◆ TASK BRIEF
Starting with the line containing "write_atomic(html_out, html)?;" and going on through the line containing "pub struct Segments<'a>", return the lines of the data below exactly, and only those.

◆ PROVIDED DATA
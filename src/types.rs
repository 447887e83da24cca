use serde::{Deserialize, Serialize};
use std::borrow::Cow;
use tabled::Tabled;

/// A single scalar as delivered by the upstream source.
#[derive(Debug, Clone, PartialEq)]
pub enum Cell {
    Empty,
    Text(String),
    Number(f64),
}

impl Cell {
    pub fn from_json(value: &serde_json::Value) -> Self {
        use serde_json::Value;
        match value {
            Value::Null => Cell::Empty,
            Value::String(s) if s.trim().is_empty() => Cell::Empty,
            Value::String(s) => Cell::Text(s.clone()),
            Value::Number(n) => n.as_f64().map(Cell::Number).unwrap_or(Cell::Empty),
            Value::Bool(b) => Cell::Text(if *b { "TRUE" } else { "FALSE" }.to_string()),
            other => Cell::Text(other.to_string()),
        }
    }

    pub fn from_text(s: &str) -> Self {
        if s.trim().is_empty() {
            Cell::Empty
        } else {
            Cell::Text(s.to_string())
        }
    }

    pub fn is_empty(&self) -> bool {
        match self {
            Cell::Empty => true,
            Cell::Text(s) => s.trim().is_empty(),
            Cell::Number(_) => false,
        }
    }

    /// Textual view of the cell. Whole numbers print without a fraction so a
    /// numeric year or code reads the same as its text form.
    pub fn as_text(&self) -> Cow<'_, str> {
        match self {
            Cell::Empty => Cow::Borrowed(""),
            Cell::Text(s) => Cow::Borrowed(s.as_str()),
            Cell::Number(n) if n.is_finite() && n.fract() == 0.0 && n.abs() < 1e15 => {
                Cow::Owned(format!("{}", *n as i64))
            }
            Cell::Number(n) => Cow::Owned(n.to_string()),
        }
    }
}

static EMPTY_CELL: Cell = Cell::Empty;

/// Column-oriented view of one upstream fetch: ordered headers plus rows in
/// source order. Every row has exactly `headers.len()` cells.
#[derive(Debug, Clone, Default, PartialEq)]
pub struct Table {
    pub headers: Vec<String>,
    pub rows: Vec<Vec<Cell>>,
}

impl Table {
    pub fn new(headers: Vec<String>) -> Self {
        Table {
            headers,
            rows: Vec::new(),
        }
    }

    /// Append a row, padding or truncating it to the header width.
    pub fn push_row(&mut self, mut row: Vec<Cell>) {
        row.resize(self.headers.len(), Cell::Empty);
        self.rows.push(row);
    }

    pub fn column_index(&self, name: &str) -> Option<usize> {
        self.headers.iter().position(|h| h == name)
    }

    pub fn column_indices(&self, name: &str) -> Vec<usize> {
        self.headers
            .iter()
            .enumerate()
            .filter(|(_, h)| h.as_str() == name)
            .map(|(i, _)| i)
            .collect()
    }

    pub fn has_column(&self, name: &str) -> bool {
        self.column_index(name).is_some()
    }

    pub fn add_column(&mut self, name: &str, default: Cell) {
        self.headers.push(name.to_string());
        for row in &mut self.rows {
            row.push(default.clone());
        }
    }

    /// Drop every column whose header equals `name`. Returns how many went.
    pub fn remove_columns(&mut self, name: &str) -> usize {
        let doomed = self.column_indices(name);
        for &idx in doomed.iter().rev() {
            self.headers.remove(idx);
            for row in &mut self.rows {
                row.remove(idx);
            }
        }
        doomed.len()
    }

    /// Fold every column named `name` into the first one, keeping the first
    /// non-empty cell of each row. Returns how many copies were dropped.
    pub fn coalesce_columns(&mut self, name: &str) -> usize {
        let indices = self.column_indices(name);
        let Some((&keep, rest)) = indices.split_first() else {
            return 0;
        };
        for row in &mut self.rows {
            if row[keep].is_empty() {
                if let Some(&src) = rest.iter().find(|&&i| !row[i].is_empty()) {
                    row[keep] = row[src].clone();
                }
            }
        }
        for &idx in rest.iter().rev() {
            self.headers.remove(idx);
            for row in &mut self.rows {
                row.remove(idx);
            }
        }
        rest.len()
    }

    /// First non-empty cell among all columns named `name`, or `Cell::Empty`.
    pub fn get<'a>(&'a self, row: &'a [Cell], name: &str) -> &'a Cell {
        self.headers
            .iter()
            .zip(row.iter())
            .filter(|(h, _)| h.as_str() == name)
            .map(|(_, c)| c)
            .find(|c| !c.is_empty())
            .unwrap_or(&EMPTY_CELL)
    }

    pub fn len(&self) -> usize {
        self.rows.len()
    }

    pub fn is_empty(&self) -> bool {
        self.rows.is_empty()
    }
}

/// Implementation status of a recommendation, classified by exact value.
#[derive(Debug, Clone, Copy, PartialEq, Eq, Hash)]
pub enum Status {
    Completed,
    InProgress,
    Other,
}

impl Status {
    pub fn classify(raw: &str) -> Self {
        match raw {
            "Yes" => Status::Completed,
            "In Progress" => Status::InProgress,
            _ => Status::Other,
        }
    }

    pub fn label(self) -> &'static str {
        match self {
            Status::Completed => "Completed",
            Status::InProgress => "In Progress",
            Status::Other => "Other",
        }
    }
}

#[derive(Debug, Clone, Copy, PartialEq, Eq, Hash)]
pub enum Pollutant {
    Co2,
    Nox,
    So2,
    Pm25,
}

impl Pollutant {
    pub const ALL: [Pollutant; 4] = [Pollutant::Co2, Pollutant::Nox, Pollutant::So2, Pollutant::Pm25];

    /// Display name, also used in the low/high input column names.
    pub fn label(self) -> &'static str {
        match self {
            Pollutant::Co2 => "CO2",
            Pollutant::Nox => "NOx",
            Pollutant::So2 => "SO2",
            Pollutant::Pm25 => "PM2.5",
        }
    }

    /// Identifier-safe name used in derived field keys (`Total_PM25_lb`).
    pub fn key(self) -> &'static str {
        match self {
            Pollutant::Co2 => "CO2",
            Pollutant::Nox => "NOx",
            Pollutant::So2 => "SO2",
            Pollutant::Pm25 => "PM25",
        }
    }
}

/// One value per pollutant.
#[derive(Debug, Clone, Copy, Default, PartialEq, Serialize, Deserialize)]
#[serde(deny_unknown_fields)]
pub struct PollutantSet<T> {
    #[serde(rename = "CO2")]
    pub co2: T,
    #[serde(rename = "NOx")]
    pub nox: T,
    #[serde(rename = "SO2")]
    pub so2: T,
    #[serde(rename = "PM2.5")]
    pub pm25: T,
}

impl<T> PollutantSet<T> {
    pub fn get(&self, p: Pollutant) -> &T {
        match p {
            Pollutant::Co2 => &self.co2,
            Pollutant::Nox => &self.nox,
            Pollutant::So2 => &self.so2,
            Pollutant::Pm25 => &self.pm25,
        }
    }

    pub fn get_mut(&mut self, p: Pollutant) -> &mut T {
        match p {
            Pollutant::Co2 => &mut self.co2,
            Pollutant::Nox => &mut self.nox,
            Pollutant::So2 => &mut self.so2,
            Pollutant::Pm25 => &mut self.pm25,
        }
    }
}

/// Input estimates and derived amounts for one pollutant on one row (lb/yr).
#[derive(Debug, Clone, Copy, Default, PartialEq)]
pub struct PollutantFigures {
    pub low: f64,
    pub high: f64,
    pub gas_lb: f64,
    pub elec_lb: f64,
    pub total_lb: f64,
}

/// A normalized, fully derived project row. The sensitive column has no
/// field here, so it cannot reach an exporter through this type.
#[derive(Debug, Clone, Default, PartialEq)]
pub struct ProjectRecord {
    pub id: String,
    pub name: String,
    pub status: String,
    pub region: String,
    pub fips: String,
    pub equipment_type: String,
    pub date: String,

    pub gas_savings_mmbtu: f64,
    pub electric_savings_kwh: f64,
    pub total_cost_savings: f64,
    pub implementation_cost: f64,
    pub percent_progress: f64,

    pub pollutants: PollutantSet<PollutantFigures>,
    pub total_co2_tons: f64,
    pub cars_equivalent: f64,
    pub net_savings: f64,
    pub payback_years: f64,
    pub fips_code: Option<String>,
    pub year: i32,
}

impl ProjectRecord {
    pub fn status_class(&self) -> Status {
        Status::classify(&self.status)
    }

    pub fn total_lb(&self, p: Pollutant) -> f64 {
        self.pollutants.get(p).total_lb
    }
}

/// Totals over one status segment.
#[derive(Debug, Clone, Default, PartialEq, Serialize)]
pub struct SegmentTotals {
    pub label: String,
    pub count: usize,
    pub total_co2_tons: f64,
    pub total_cost_savings: f64,
    pub implementation_cost: f64,
    pub pollutant_lb: PollutantSet<f64>,
    pub cars_equivalent: f64,
}

/// Totals for one bucket of a categorical grouping.
#[derive(Debug, Clone, Default, PartialEq, Serialize)]
pub struct GroupTotals {
    pub key: String,
    pub count: usize,
    pub total_co2_tons: f64,
    pub total_cost_savings: f64,
    pub total_nox_lb: f64,
}

#[derive(Debug, Serialize, Tabled, Clone)]
pub struct RegionSummaryRow {
    #[tabled(rename = "County")]
    pub region: String,
    #[tabled(rename = "Projects")]
    pub projects: usize,
    #[tabled(rename = "CO2 (tons/yr)")]
    pub co2_tons: String,
    #[tabled(rename = "NOx (lb/yr)")]
    pub nox_lb: String,
    #[tabled(rename = "Cost Savings")]
    pub cost_savings: String,
}
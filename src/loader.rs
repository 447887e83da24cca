use crate::error::{PipelineError, Result};
use crate::types::{Cell, Table};
use csv::ReaderBuilder;
use reqwest::blocking::Client;
use serde_json::Value;
use std::collections::HashSet;
use std::path::PathBuf;
use std::time::Duration;
use tracing::{debug, info};

/// Anything that can hand the pipeline one snapshot of the tracking sheet.
pub trait RecordSource {
    /// Human-readable identifier used in logs and errors.
    fn describe(&self) -> String;

    fn fetch(&self) -> Result<Table>;
}

/// A CSV or JSON export on local disk.
pub struct FileSource {
    pub path: PathBuf,
}

impl RecordSource for FileSource {
    fn describe(&self) -> String {
        self.path.display().to_string()
    }

    fn fetch(&self) -> Result<Table> {
        let body = std::fs::read_to_string(&self.path).map_err(|e| PipelineError::Fetch {
            source_id: self.describe(),
            reason: e.to_string(),
        })?;
        let is_json = self
            .path
            .extension()
            .map_or(false, |ext| ext.eq_ignore_ascii_case("json"));
        let table = if is_json {
            decode_json(&body, &self.describe())?
        } else {
            decode_csv(&body, &self.describe())?
        };
        ensure_rows(table, &self.describe())
    }
}

/// A sheet export served over HTTP(S), authenticated with a bearer token.
/// The body may be CSV, a JSON array of row objects, or a Sheets-style
/// `{"values": [[header...], [row...]]}` document.
pub struct HttpSource {
    pub url: String,
    pub token: String,
    pub timeout: Duration,
}

impl RecordSource for HttpSource {
    fn describe(&self) -> String {
        self.url.clone()
    }

    fn fetch(&self) -> Result<Table> {
        let fetch_err = |e: reqwest::Error| PipelineError::Fetch {
            source_id: self.describe(),
            reason: e.to_string(),
        };
        let client = Client::builder()
            .timeout(self.timeout)
            .build()
            .map_err(fetch_err)?;
        info!(url = %self.url, "fetching sheet export");
        let body = client
            .get(&self.url)
            .bearer_auth(&self.token)
            .send()
            .and_then(|r| r.error_for_status())
            .and_then(|r| r.text())
            .map_err(fetch_err)?;
        debug!(bytes = body.len(), "sheet export downloaded");

        let trimmed = body.trim_start();
        let table = if trimmed.starts_with('[') || trimmed.starts_with('{') {
            decode_json(&body, &self.describe())?
        } else {
            decode_csv(&body, &self.describe())?
        };
        ensure_rows(table, &self.describe())
    }
}

/// Pick a source for an identifier: URLs go over HTTP and need a token,
/// anything else is a local path.
pub fn source_for(id: &str, token: Option<&str>) -> Result<Box<dyn RecordSource>> {
    let id = id.trim();
    if id.is_empty() {
        return Err(PipelineError::MissingSource);
    }
    if id.starts_with("http://") || id.starts_with("https://") {
        let token = token
            .map(str::trim)
            .filter(|t| !t.is_empty())
            .ok_or_else(|| PipelineError::MissingSecret(id.to_string()))?;
        return Ok(Box::new(HttpSource {
            url: id.to_string(),
            token: token.to_string(),
            timeout: Duration::from_secs(60),
        }));
    }
    Ok(Box::new(FileSource {
        path: PathBuf::from(id),
    }))
}

fn ensure_rows(table: Table, source_id: &str) -> Result<Table> {
    if table.is_empty() {
        return Err(PipelineError::EmptySource(source_id.to_string()));
    }
    info!(source = %source_id, rows = table.len(), columns = table.headers.len(), "data loaded");
    Ok(table)
}

fn push_unless_blank(table: &mut Table, row: Vec<Cell>) {
    if row.iter().all(Cell::is_empty) {
        return;
    }
    table.push_row(row);
}

pub fn decode_csv(body: &str, source_id: &str) -> Result<Table> {
    let decode_err = |e: csv::Error| PipelineError::Decode {
        source_id: source_id.to_string(),
        reason: e.to_string(),
    };
    let mut rdr = ReaderBuilder::new()
        .flexible(true)
        .from_reader(body.as_bytes());
    let headers: Vec<String> = rdr
        .headers()
        .map_err(decode_err)?
        .iter()
        .map(|h| h.trim_start_matches('\u{feff}').to_string())
        .collect();
    let mut table = Table::new(headers);
    for result in rdr.records() {
        let record = result.map_err(decode_err)?;
        push_unless_blank(&mut table, record.iter().map(Cell::from_text).collect());
    }
    Ok(table)
}

pub fn decode_json(body: &str, source_id: &str) -> Result<Table> {
    let decode_err = |reason: String| PipelineError::Decode {
        source_id: source_id.to_string(),
        reason,
    };
    let doc: Value = serde_json::from_str(body).map_err(|e| decode_err(e.to_string()))?;
    match doc {
        Value::Array(rows) => table_from_objects(&rows).map_err(decode_err),
        Value::Object(mut obj) => match obj.remove("values") {
            Some(Value::Array(grid)) => table_from_grid(&grid).map_err(decode_err),
            _ => Err(decode_err("expected an array of rows or a \"values\" grid".into())),
        },
        _ => Err(decode_err("expected an array of rows or a \"values\" grid".into())),
    }
}

fn table_from_objects(rows: &[Value]) -> std::result::Result<Table, String> {
    let mut headers: Vec<String> = Vec::new();
    let mut seen: HashSet<&str> = HashSet::new();
    for row in rows {
        let obj = row
            .as_object()
            .ok_or_else(|| "row is not a JSON object".to_string())?;
        for key in obj.keys() {
            if seen.insert(key.as_str()) {
                headers.push(key.clone());
            }
        }
    }
    let mut table = Table::new(headers);
    for row in rows {
        if let Some(obj) = row.as_object() {
            let cells = table
                .headers
                .iter()
                .map(|h| obj.get(h).map(Cell::from_json).unwrap_or(Cell::Empty))
                .collect();
            push_unless_blank(&mut table, cells);
        }
    }
    Ok(table)
}

fn table_from_grid(grid: &[Value]) -> std::result::Result<Table, String> {
    let mut rows = grid.iter().map(|r| {
        r.as_array()
            .ok_or_else(|| "grid row is not an array".to_string())
    });
    let headers: Vec<String> = match rows.next() {
        Some(first) => first?
            .iter()
            .map(|v| Cell::from_json(v).as_text().into_owned())
            .collect(),
        None => return Ok(Table::default()),
    };
    let mut table = Table::new(headers);
    for row in rows {
        push_unless_blank(&mut table, row?.iter().map(Cell::from_json).collect());
    }
    Ok(table)
}
// Stage wiring: normalize → privacy filter → derive → aggregate → render.
// `run` and `render` are pure; `publish` is the only step touching disk.
use crate::aggregate::{aggregate, Aggregation};
use crate::config::OutputFormat;
use crate::error::Result;
use crate::html::render_html;
use crate::metrics::{derive_all, DeriveReport};
use crate::normalize::{normalize, NormalizeReport};
use crate::output::{render_json, write_atomic};
use crate::privacy::strip_sensitive;
use crate::schema::Schema;
use crate::types::{ProjectRecord, Table};
use std::path::Path;
use tracing::info;

#[derive(Debug, Clone)]
pub struct RunOutput {
    pub records: Vec<ProjectRecord>,
    pub aggregation: Aggregation,
    pub normalize: NormalizeReport,
    pub derive: DeriveReport,
}

pub fn run(table: Table, schema: &Schema) -> Result<RunOutput> {
    let (table, normalize_report) = normalize(table, schema)?;
    let table = strip_sensitive(table, &schema.columns.sensitive);
    let (records, derive_report) = derive_all(&table, schema);
    let aggregation = aggregate(&records, schema);
    Ok(RunOutput {
        records,
        aggregation,
        normalize: normalize_report,
        derive: derive_report,
    })
}

/// Rendered documents, held in memory until every requested one succeeded.
#[derive(Debug, Clone, Default, PartialEq)]
pub struct Artifacts {
    pub json: Option<String>,
    pub html: Option<String>,
}

pub fn render(
    out: &RunOutput,
    schema: &Schema,
    format: OutputFormat,
    top_n: usize,
    generated_at: &str,
) -> Result<Artifacts> {
    let json = if format.wants_json() {
        Some(render_json(&out.records, schema)?)
    } else {
        None
    };
    let html = if format.wants_html() {
        Some(render_html(&out.records, &out.aggregation, top_n, generated_at))
    } else {
        None
    };
    Ok(Artifacts { json, html })
}

pub fn publish(artifacts: &Artifacts, json_out: &Path, html_out: &Path) -> Result<()> {
    if let Some(json) = &artifacts.json {
        write_atomic(json_out, json)?;
        info!(path = %json_out.display(), "site data written");
    }
    if let Some(html) = &artifacts.html {
        write_atomic(html_out, html)?;
        info!(path = %html_out.display(), "dashboard written");
    }
    Ok(())
}

#[cfg(test)]
mod tests {
    use super::*;
    use crate::loader::decode_csv;

    #[test]
    fn json_only_skips_html() {
        let schema = Schema::default();
        let table = decode_csv("Implemented,Company\nYes,Acme\n", "test").unwrap();
        let out = run(table, &schema).unwrap();
        let art = render(&out, &schema, OutputFormat::Json, 5, "now").unwrap();
        assert!(art.json.is_some());
        assert!(art.html.is_none());
        assert!(!art.json.unwrap().contains("Acme"));
    }

    #[test]
    fn reports_are_carried_through() {
        let schema = Schema::default();
        let table = decode_csv(
            "Implemented,Electric Savings (kWh/yr),Total Cost Savings\nYes,1000,TBD\nNo,,$5\n",
            "test",
        )
        .unwrap();
        let out = run(table, &schema).unwrap();
        assert_eq!(out.records.len(), 2);
        assert_eq!(out.normalize.coerced_total(), 1);
        assert_eq!(out.derive.co2_fallback_rows, 1);
        assert_eq!(out.aggregation.completed.count, 1);
    }
}
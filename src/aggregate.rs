use crate::schema::Schema;
use crate::types::{
    GroupTotals, Pollutant, PollutantSet, ProjectRecord, RegionSummaryRow, SegmentTotals, Status,
};
use crate::util::{format_number, safe_ratio};
use serde::Serialize;
use std::cmp::Ordering;
use std::collections::HashMap;

/// Bucket name for rows with no value in the grouping column.
pub const NO_GROUP: &str = "(none)";

/// Rows partitioned by status. Every slice keeps source order and borrows
/// from the record set, which is never reordered.
#[derive(Debug, Clone)]
pub struct Segments<'a> {
    pub all: Vec<&'a ProjectRecord>,
    pub completed: Vec<&'a ProjectRecord>,
    pub pipeline: Vec<&'a ProjectRecord>,
}

pub fn segment(records: &[ProjectRecord]) -> Segments<'_> {
    let mut seg = Segments {
        all: records.iter().collect(),
        completed: Vec::new(),
        pipeline: Vec::new(),
    };
    for r in records {
        match r.status_class() {
            Status::Completed => seg.completed.push(r),
            Status::InProgress => seg.pipeline.push(r),
            Status::Other => {}
        }
    }
    seg
}

pub fn summarize(label: &str, rows: &[&ProjectRecord], schema: &Schema) -> SegmentTotals {
    let mut totals = SegmentTotals {
        label: label.to_string(),
        count: rows.len(),
        ..SegmentTotals::default()
    };
    for r in rows {
        totals.total_co2_tons += r.total_co2_tons;
        totals.total_cost_savings += r.total_cost_savings;
        totals.implementation_cost += r.implementation_cost;
        for p in Pollutant::ALL {
            *totals.pollutant_lb.get_mut(p) += r.total_lb(p);
        }
    }
    totals.cars_equivalent = safe_ratio(totals.total_co2_tons, schema.tons_co2_per_car);
    totals
}

/// Categorical column to group by.
#[derive(Debug, Clone, Copy, PartialEq, Eq)]
pub enum GroupKey {
    Region,
    RegionCode,
    EquipmentType,
    Status,
    Year,
}

impl GroupKey {
    fn value_of(self, r: &ProjectRecord) -> Option<String> {
        let raw = match self {
            GroupKey::Region => r.region.clone(),
            GroupKey::RegionCode => r.fips_code.clone().unwrap_or_default(),
            GroupKey::EquipmentType => r.equipment_type.clone(),
            GroupKey::Status => r.status.clone(),
            GroupKey::Year if r.year == 0 => String::new(),
            GroupKey::Year => r.year.to_string(),
        };
        if raw.is_empty() {
            None
        } else {
            Some(raw)
        }
    }
}

/// Sum rows per bucket. Buckets come out in order of first appearance and
/// rows without a value land in the `NO_GROUP` bucket rather than vanishing.
pub fn group_totals(rows: &[&ProjectRecord], key: GroupKey) -> Vec<GroupTotals> {
    let mut index: HashMap<String, usize> = HashMap::new();
    let mut groups: Vec<GroupTotals> = Vec::new();
    for r in rows {
        let name = key.value_of(r).unwrap_or_else(|| NO_GROUP.to_string());
        let slot = *index.entry(name.clone()).or_insert_with(|| {
            groups.push(GroupTotals {
                key: name,
                ..GroupTotals::default()
            });
            groups.len() - 1
        });
        let g = &mut groups[slot];
        g.count += 1;
        g.total_co2_tons += r.total_co2_tons;
        g.total_cost_savings += r.total_cost_savings;
        g.total_nox_lb += r.total_lb(Pollutant::Nox);
    }
    groups
}

/// Highest-impact rows by CO2 tons. The sort is stable and runs on a copy of
/// the reference list, so ties keep source order.
pub fn top_by_co2<'a>(rows: &[&'a ProjectRecord], n: usize) -> Vec<&'a ProjectRecord> {
    let mut ranked: Vec<&ProjectRecord> = rows.to_vec();
    ranked.sort_by(|a, b| {
        b.total_co2_tons
            .partial_cmp(&a.total_co2_tons)
            .unwrap_or(Ordering::Equal)
    });
    ranked.truncate(n);
    ranked
}

/// Everything the report assembler needs besides the rows themselves.
#[derive(Debug, Clone, Serialize)]
pub struct Aggregation {
    pub all: SegmentTotals,
    pub completed: SegmentTotals,
    pub pipeline: SegmentTotals,
    pub completed_by_region: Vec<GroupTotals>,
    pub completed_by_year: Vec<GroupTotals>,
    pub by_status: Vec<GroupTotals>,
}

pub fn aggregate(records: &[ProjectRecord], schema: &Schema) -> Aggregation {
    let seg = segment(records);
    Aggregation {
        all: summarize("All Projects", &seg.all, schema),
        completed: summarize(Status::Completed.label(), &seg.completed, schema),
        pipeline: summarize(Status::InProgress.label(), &seg.pipeline, schema),
        completed_by_region: group_totals(&seg.completed, GroupKey::Region),
        completed_by_year: sorted_by_key(group_totals(&seg.completed, GroupKey::Year)),
        by_status: group_totals(&seg.all, GroupKey::Status),
    }
}

fn sorted_by_key(mut groups: Vec<GroupTotals>) -> Vec<GroupTotals> {
    groups.sort_by(|a, b| a.key.cmp(&b.key));
    groups
}

/// Console view of per-region totals, largest CO2 first.
pub fn region_summary(groups: &[GroupTotals]) -> Vec<RegionSummaryRow> {
    let mut ranked: Vec<&GroupTotals> = groups.iter().collect();
    ranked.sort_by(|a, b| {
        b.total_co2_tons
            .partial_cmp(&a.total_co2_tons)
            .unwrap_or(Ordering::Equal)
    });
    ranked
        .into_iter()
        .map(|g| RegionSummaryRow {
            region: g.key.clone(),
            projects: g.count,
            co2_tons: format_number(g.total_co2_tons, 2),
            nox_lb: format_number(g.total_nox_lb, 2),
            cost_savings: format_number(g.total_cost_savings, 2),
        })
        .collect()
}

/// Pollutant totals keyed by display label, in a fixed order.
pub fn pollutant_rows(totals: &PollutantSet<f64>) -> Vec<(&'static str, f64)> {
    Pollutant::ALL
        .iter()
        .map(|p| (p.label(), *totals.get(*p)))
        .collect()
}
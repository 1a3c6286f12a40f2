use crate::low_level::add_mul_digit_to_digits;
use crate::BigInt;

pub fn schoolbook_mul(l: &BigInt, r: &BigInt) -> BigInt {
    if l.is_zero() || r.is_zero() {
        return BigInt::ZERO;
    }
    let mut digits = vec![0; l.digits.len() + r.digits.len() + 1];
    for (i, &l_digit) in l.digits.iter().enumerate() {
        add_mul_digit_to_digits(l_digit, &r.digits, &mut digits[i..]);
    }
    let negative = l.negative ^ r.negative;
    BigInt { digits, negative }.normalize()
}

◆ SOLUTION TO THIS TASK
        write_atomic(html_out, html)?;
        info!(path = %html_out.display(), "dashboard written");
    }
    Ok(())
}

#[cfg(test)]
mod tests {
    use super::*;
    use crate::loader::decode_csv;

    #[test]
    fn json_only_skips_html() {
        let schema = Schema::default();
        let table = decode_csv("Implemented,Company\nYes,Acme\n", "test").unwrap();
        let out = run(table, &schema).unwrap();
        let art = render(&out, &schema, OutputFormat::Json, 5, "now").unwrap();
        assert!(art.json.is_some());
        assert!(art.html.is_none());
        assert!(!art.json.unwrap().contains("Acme"));
    }

    #[test]
    fn reports_are_carried_through() {
        let schema = Schema::default();
        let table = decode_csv(
            "Implemented,Electric Savings (kWh/yr),Total Cost Savings\nYes,1000,TBD\nNo,,$5\n",
            "test",
        )
        .unwrap();
        let out = run(table, &schema).unwrap();
        assert_eq!(out.records.len(), 2);
        assert_eq!(out.normalize.coerced_total(), 1);
        assert_eq!(out.derive.co2_fallback_rows, 1);
        assert_eq!(out.aggregation.completed.count, 1);
    }
}
filename src/aggregate.rs
use crate::schema::Schema;
use crate::types::{
    GroupTotals, Pollutant, PollutantSet, ProjectRecord, RegionSummaryRow, SegmentTotals, Status,
};
use crate::util::{format_number, safe_ratio};
use serde::Serialize;
use std::cmp::Ordering;
use std::collections::HashMap;

/// Bucket name for rows with no value in the grouping column.
pub const NO_GROUP: &str = "(none)";

/// Rows partitioned by status. Every slice keeps source order and borrows
/// from the record set, which is never reordered.
#[derive(Debug, Clone)]
pub struct Segments<'a> {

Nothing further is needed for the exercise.